*** GIVEN INFORMATION ***
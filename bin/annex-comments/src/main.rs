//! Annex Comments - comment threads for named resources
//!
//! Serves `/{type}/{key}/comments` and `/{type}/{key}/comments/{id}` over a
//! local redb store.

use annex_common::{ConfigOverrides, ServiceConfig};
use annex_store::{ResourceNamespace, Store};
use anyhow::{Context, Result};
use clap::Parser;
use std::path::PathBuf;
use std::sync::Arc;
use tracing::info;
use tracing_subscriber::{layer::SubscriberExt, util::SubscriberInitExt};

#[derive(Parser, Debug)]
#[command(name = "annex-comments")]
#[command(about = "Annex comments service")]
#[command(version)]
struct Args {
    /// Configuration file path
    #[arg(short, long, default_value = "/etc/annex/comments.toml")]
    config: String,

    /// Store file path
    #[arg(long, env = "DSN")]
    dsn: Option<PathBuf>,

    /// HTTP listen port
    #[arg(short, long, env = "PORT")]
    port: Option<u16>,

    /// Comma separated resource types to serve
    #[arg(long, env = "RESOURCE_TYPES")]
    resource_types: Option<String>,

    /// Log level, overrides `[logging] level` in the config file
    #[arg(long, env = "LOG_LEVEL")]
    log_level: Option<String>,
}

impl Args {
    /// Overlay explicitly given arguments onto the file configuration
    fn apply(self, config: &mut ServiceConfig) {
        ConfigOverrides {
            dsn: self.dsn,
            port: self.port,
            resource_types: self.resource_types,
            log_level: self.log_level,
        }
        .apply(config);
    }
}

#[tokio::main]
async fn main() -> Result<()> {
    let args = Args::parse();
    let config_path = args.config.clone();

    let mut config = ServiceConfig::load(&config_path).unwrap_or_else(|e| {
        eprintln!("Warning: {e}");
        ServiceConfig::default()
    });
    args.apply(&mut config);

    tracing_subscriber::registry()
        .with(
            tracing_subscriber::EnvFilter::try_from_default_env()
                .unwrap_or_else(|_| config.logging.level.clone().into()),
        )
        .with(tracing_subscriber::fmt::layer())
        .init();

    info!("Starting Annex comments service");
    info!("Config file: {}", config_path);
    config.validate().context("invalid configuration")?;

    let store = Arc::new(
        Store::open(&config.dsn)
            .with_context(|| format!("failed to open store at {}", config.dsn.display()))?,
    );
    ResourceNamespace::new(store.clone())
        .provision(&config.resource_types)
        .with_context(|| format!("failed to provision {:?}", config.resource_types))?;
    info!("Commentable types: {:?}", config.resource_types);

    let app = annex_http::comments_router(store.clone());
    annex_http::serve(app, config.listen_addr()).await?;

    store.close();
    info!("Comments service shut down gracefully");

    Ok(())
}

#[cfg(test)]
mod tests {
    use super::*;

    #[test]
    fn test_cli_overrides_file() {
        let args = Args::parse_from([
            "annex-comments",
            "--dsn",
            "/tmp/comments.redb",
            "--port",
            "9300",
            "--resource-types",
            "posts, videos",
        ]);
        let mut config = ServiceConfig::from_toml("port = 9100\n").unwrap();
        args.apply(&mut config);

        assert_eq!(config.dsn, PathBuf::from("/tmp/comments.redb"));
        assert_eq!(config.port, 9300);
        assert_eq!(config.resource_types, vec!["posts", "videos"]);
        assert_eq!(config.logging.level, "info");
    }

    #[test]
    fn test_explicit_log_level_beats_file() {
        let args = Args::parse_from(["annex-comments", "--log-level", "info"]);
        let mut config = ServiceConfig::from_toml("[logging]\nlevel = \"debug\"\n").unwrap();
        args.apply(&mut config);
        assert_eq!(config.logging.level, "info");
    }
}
*** End of GIVEN INFORMATION ***
*** GIVEN INFORMATION ***
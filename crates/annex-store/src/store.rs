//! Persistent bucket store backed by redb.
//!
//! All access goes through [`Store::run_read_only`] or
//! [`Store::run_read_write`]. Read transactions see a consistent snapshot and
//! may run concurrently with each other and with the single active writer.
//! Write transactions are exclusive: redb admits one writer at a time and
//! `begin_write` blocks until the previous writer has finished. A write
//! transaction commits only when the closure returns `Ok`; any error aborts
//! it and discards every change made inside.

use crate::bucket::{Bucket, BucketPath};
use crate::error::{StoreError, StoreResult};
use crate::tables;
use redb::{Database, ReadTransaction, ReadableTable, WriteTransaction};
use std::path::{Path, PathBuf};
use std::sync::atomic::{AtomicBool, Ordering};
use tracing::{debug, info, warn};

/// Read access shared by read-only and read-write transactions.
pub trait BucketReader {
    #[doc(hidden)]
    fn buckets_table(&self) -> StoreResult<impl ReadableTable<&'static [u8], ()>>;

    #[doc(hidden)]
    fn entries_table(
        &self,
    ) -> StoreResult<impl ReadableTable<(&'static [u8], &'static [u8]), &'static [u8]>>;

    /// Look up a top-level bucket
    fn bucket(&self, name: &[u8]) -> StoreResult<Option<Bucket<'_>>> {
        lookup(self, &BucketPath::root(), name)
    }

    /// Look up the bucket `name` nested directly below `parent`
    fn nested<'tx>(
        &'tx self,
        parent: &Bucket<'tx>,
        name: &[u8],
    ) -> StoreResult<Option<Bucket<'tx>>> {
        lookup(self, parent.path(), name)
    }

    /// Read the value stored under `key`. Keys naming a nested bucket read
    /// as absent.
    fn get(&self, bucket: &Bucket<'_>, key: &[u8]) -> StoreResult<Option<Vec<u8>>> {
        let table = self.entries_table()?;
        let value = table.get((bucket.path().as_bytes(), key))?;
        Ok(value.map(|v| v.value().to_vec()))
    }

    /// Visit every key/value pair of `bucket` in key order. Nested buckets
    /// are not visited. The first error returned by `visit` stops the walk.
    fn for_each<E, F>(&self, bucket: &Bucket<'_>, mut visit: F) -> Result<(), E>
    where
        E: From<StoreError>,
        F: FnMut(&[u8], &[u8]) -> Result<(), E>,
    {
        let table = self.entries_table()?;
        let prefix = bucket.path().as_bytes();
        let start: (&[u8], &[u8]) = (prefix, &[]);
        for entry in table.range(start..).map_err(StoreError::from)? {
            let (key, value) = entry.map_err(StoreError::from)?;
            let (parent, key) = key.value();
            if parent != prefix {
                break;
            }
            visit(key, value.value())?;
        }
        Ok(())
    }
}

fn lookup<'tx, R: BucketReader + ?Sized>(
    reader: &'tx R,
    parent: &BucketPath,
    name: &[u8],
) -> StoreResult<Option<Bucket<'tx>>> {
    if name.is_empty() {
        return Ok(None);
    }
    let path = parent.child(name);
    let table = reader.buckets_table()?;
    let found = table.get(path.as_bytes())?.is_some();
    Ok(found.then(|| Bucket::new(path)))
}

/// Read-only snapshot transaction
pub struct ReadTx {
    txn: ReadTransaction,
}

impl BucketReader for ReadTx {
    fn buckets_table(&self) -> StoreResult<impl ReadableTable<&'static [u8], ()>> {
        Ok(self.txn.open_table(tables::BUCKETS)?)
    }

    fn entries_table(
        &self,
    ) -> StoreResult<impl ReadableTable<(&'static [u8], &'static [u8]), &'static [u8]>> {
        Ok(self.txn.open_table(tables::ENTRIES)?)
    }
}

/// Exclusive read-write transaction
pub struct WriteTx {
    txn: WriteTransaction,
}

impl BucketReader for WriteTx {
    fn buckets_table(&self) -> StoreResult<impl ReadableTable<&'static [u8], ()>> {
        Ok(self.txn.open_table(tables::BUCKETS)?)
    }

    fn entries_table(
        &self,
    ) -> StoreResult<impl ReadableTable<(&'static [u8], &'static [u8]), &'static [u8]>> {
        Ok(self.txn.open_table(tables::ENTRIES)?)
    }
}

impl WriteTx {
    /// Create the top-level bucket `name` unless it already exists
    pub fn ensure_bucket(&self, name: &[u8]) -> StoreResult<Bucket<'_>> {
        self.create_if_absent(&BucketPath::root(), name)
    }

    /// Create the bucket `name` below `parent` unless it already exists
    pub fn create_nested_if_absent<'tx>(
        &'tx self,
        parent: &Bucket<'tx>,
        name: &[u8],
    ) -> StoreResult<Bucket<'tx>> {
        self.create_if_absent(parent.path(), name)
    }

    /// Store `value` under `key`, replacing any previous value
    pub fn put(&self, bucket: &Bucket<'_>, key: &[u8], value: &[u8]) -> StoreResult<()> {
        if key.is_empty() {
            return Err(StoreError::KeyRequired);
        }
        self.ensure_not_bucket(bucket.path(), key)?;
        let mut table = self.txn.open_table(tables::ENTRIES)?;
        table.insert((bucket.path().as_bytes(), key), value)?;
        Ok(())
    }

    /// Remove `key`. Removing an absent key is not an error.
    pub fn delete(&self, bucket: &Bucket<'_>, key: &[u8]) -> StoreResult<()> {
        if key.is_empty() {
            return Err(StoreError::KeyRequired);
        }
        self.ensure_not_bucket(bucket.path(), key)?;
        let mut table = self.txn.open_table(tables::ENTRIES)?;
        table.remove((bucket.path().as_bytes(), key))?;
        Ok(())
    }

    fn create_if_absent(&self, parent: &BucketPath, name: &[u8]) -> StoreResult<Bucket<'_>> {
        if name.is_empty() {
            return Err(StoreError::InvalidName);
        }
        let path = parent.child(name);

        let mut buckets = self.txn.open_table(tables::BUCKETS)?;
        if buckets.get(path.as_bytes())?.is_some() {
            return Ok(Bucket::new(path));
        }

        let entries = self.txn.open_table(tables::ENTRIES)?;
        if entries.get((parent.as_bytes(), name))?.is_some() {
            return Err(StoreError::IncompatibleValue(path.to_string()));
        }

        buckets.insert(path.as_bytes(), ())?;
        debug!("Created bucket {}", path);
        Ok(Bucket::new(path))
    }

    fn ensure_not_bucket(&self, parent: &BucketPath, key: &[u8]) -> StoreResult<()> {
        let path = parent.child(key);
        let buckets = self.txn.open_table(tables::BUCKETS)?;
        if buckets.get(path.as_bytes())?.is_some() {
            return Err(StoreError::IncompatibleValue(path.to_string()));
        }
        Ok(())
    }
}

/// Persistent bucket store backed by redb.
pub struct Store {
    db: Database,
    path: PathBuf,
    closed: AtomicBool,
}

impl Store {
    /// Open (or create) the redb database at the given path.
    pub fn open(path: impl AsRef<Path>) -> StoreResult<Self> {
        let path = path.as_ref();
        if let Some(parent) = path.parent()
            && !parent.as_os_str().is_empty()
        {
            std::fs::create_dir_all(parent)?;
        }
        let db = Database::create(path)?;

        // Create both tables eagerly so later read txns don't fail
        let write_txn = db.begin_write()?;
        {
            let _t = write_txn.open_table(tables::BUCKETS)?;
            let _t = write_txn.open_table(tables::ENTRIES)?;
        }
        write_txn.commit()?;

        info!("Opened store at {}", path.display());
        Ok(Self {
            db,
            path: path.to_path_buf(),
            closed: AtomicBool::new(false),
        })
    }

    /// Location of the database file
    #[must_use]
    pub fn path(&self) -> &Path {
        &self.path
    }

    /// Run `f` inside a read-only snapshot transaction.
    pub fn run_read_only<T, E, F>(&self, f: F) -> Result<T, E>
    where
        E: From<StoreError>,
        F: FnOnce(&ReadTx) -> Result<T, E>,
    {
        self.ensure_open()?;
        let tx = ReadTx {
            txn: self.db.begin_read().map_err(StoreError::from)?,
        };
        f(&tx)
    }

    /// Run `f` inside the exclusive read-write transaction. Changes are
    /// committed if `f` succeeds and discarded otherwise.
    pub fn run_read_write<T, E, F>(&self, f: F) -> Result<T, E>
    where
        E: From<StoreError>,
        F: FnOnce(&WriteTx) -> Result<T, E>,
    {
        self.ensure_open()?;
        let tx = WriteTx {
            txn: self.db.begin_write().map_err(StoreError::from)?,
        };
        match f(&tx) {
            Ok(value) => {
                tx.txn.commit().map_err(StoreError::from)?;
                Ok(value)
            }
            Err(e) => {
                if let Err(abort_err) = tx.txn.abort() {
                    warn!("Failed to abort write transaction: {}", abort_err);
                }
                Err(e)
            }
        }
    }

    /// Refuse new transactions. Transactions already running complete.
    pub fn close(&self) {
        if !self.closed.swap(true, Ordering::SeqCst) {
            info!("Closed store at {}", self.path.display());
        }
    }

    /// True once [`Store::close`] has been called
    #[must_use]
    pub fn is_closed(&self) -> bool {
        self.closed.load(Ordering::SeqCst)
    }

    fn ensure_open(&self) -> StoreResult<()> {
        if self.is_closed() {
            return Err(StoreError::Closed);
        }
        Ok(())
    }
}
*** End of GIVEN INFORMATION ***
- _EXERCISE DIRECTIONS_
Every line in the data that holds "Ordering" should be copied out.

- _SOLUTION_
use std::sync::atomic::{AtomicBool, Ordering};
        if !self.closed.swap(true, Ordering::SeqCst) {
        self.closed.load(Ordering::SeqCst)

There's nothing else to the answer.